• **Required work**
Output, without any change, the listing below from its opening line up to and including the line with "record's task ledgers".

• **Available records**
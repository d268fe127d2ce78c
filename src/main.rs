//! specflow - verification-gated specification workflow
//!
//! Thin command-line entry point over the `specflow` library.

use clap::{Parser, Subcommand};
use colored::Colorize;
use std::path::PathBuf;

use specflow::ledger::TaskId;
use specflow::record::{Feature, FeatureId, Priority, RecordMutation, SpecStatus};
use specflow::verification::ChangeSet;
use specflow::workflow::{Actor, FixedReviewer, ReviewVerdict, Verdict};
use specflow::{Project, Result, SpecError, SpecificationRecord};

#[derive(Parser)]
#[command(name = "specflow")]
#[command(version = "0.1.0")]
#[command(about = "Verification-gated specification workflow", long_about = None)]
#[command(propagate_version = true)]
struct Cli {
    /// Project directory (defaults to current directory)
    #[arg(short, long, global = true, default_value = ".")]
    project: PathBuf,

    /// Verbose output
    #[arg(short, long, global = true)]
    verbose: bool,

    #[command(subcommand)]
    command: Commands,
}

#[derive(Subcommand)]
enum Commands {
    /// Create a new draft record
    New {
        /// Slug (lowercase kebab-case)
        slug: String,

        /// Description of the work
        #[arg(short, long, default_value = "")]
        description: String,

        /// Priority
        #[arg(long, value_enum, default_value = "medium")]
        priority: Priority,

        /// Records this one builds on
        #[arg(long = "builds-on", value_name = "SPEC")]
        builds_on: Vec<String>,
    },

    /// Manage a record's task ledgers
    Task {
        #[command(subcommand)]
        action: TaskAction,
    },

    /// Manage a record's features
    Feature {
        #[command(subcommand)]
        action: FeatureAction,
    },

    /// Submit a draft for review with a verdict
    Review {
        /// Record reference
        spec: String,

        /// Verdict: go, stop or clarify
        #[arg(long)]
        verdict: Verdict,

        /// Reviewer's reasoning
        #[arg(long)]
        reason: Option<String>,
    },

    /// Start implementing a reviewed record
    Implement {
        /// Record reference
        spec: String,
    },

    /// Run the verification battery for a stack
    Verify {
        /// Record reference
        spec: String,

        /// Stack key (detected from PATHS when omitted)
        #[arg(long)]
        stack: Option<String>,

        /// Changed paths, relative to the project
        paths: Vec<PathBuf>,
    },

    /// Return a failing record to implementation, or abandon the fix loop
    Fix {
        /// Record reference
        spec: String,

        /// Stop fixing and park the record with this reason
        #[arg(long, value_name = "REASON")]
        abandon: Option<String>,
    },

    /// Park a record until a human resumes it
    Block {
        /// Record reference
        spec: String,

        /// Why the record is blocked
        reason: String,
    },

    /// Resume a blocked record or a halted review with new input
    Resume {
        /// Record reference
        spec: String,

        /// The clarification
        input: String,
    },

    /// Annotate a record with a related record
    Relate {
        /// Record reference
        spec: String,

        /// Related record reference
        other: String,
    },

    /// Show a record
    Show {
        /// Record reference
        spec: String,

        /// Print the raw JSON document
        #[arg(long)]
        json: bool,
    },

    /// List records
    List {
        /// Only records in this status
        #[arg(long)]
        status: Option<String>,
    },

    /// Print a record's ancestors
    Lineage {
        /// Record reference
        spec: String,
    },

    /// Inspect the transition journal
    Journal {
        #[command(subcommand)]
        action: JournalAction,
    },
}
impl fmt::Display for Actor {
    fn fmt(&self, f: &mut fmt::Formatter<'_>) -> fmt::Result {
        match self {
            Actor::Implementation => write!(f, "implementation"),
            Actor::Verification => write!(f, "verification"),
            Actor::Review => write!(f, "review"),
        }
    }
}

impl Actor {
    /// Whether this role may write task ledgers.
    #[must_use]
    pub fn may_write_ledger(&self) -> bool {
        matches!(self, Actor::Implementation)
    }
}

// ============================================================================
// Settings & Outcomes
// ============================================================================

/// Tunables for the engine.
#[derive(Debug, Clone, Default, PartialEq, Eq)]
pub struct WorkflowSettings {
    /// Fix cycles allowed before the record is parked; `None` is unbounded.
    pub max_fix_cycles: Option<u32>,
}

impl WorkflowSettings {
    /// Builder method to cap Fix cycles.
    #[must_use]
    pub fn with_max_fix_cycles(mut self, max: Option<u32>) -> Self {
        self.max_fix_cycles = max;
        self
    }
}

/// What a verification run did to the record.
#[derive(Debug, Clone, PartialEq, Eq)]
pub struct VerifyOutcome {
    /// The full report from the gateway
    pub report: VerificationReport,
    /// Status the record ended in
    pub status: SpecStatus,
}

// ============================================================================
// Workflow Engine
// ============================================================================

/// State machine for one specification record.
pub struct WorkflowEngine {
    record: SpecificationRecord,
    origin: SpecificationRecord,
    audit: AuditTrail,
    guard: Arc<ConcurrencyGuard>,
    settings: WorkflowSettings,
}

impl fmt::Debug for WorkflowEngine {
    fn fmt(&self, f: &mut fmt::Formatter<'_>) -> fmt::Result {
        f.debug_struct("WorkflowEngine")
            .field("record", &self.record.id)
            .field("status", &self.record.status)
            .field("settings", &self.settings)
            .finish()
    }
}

• **Expected answer**
repository d268fe127d2ce78c
filename src/main.rs
//! specflow - verification-gated specification workflow
//!
//! Thin command-line entry point over the `specflow` library.

use clap::{Parser, Subcommand};
use colored::Colorize;
use std::path::PathBuf;

use specflow::ledger::TaskId;
use specflow::record::{Feature, FeatureId, Priority, RecordMutation, SpecStatus};
use specflow::verification::ChangeSet;
use specflow::workflow::{Actor, FixedReviewer, ReviewVerdict, Verdict};
use specflow::{Project, Result, SpecError, SpecificationRecord};

#[derive(Parser)]
#[command(name = "specflow")]
#[command(version = "0.1.0")]
#[command(about = "Verification-gated specification workflow", long_about = None)]
#[command(propagate_version = true)]
struct Cli {
    /// Project directory (defaults to current directory)
    #[arg(short, long, global = true, default_value = ".")]
    project: PathBuf,

    /// Verbose output
    #[arg(short, long, global = true)]
    verbose: bool,

    #[command(subcommand)]
    command: Commands,
}

#[derive(Subcommand)]
enum Commands {
    /// Create a new draft record
    New {
        /// Slug (lowercase kebab-case)
        slug: String,

        /// Description of the work
        #[arg(short, long, default_value = "")]
        description: String,

        /// Priority
        #[arg(long, value_enum, default_value = "medium")]
        priority: Priority,

        /// Records this one builds on
        #[arg(long = "builds-on", value_name = "SPEC")]
        builds_on: Vec<String>,
    },

    /// Manage a record's task ledgers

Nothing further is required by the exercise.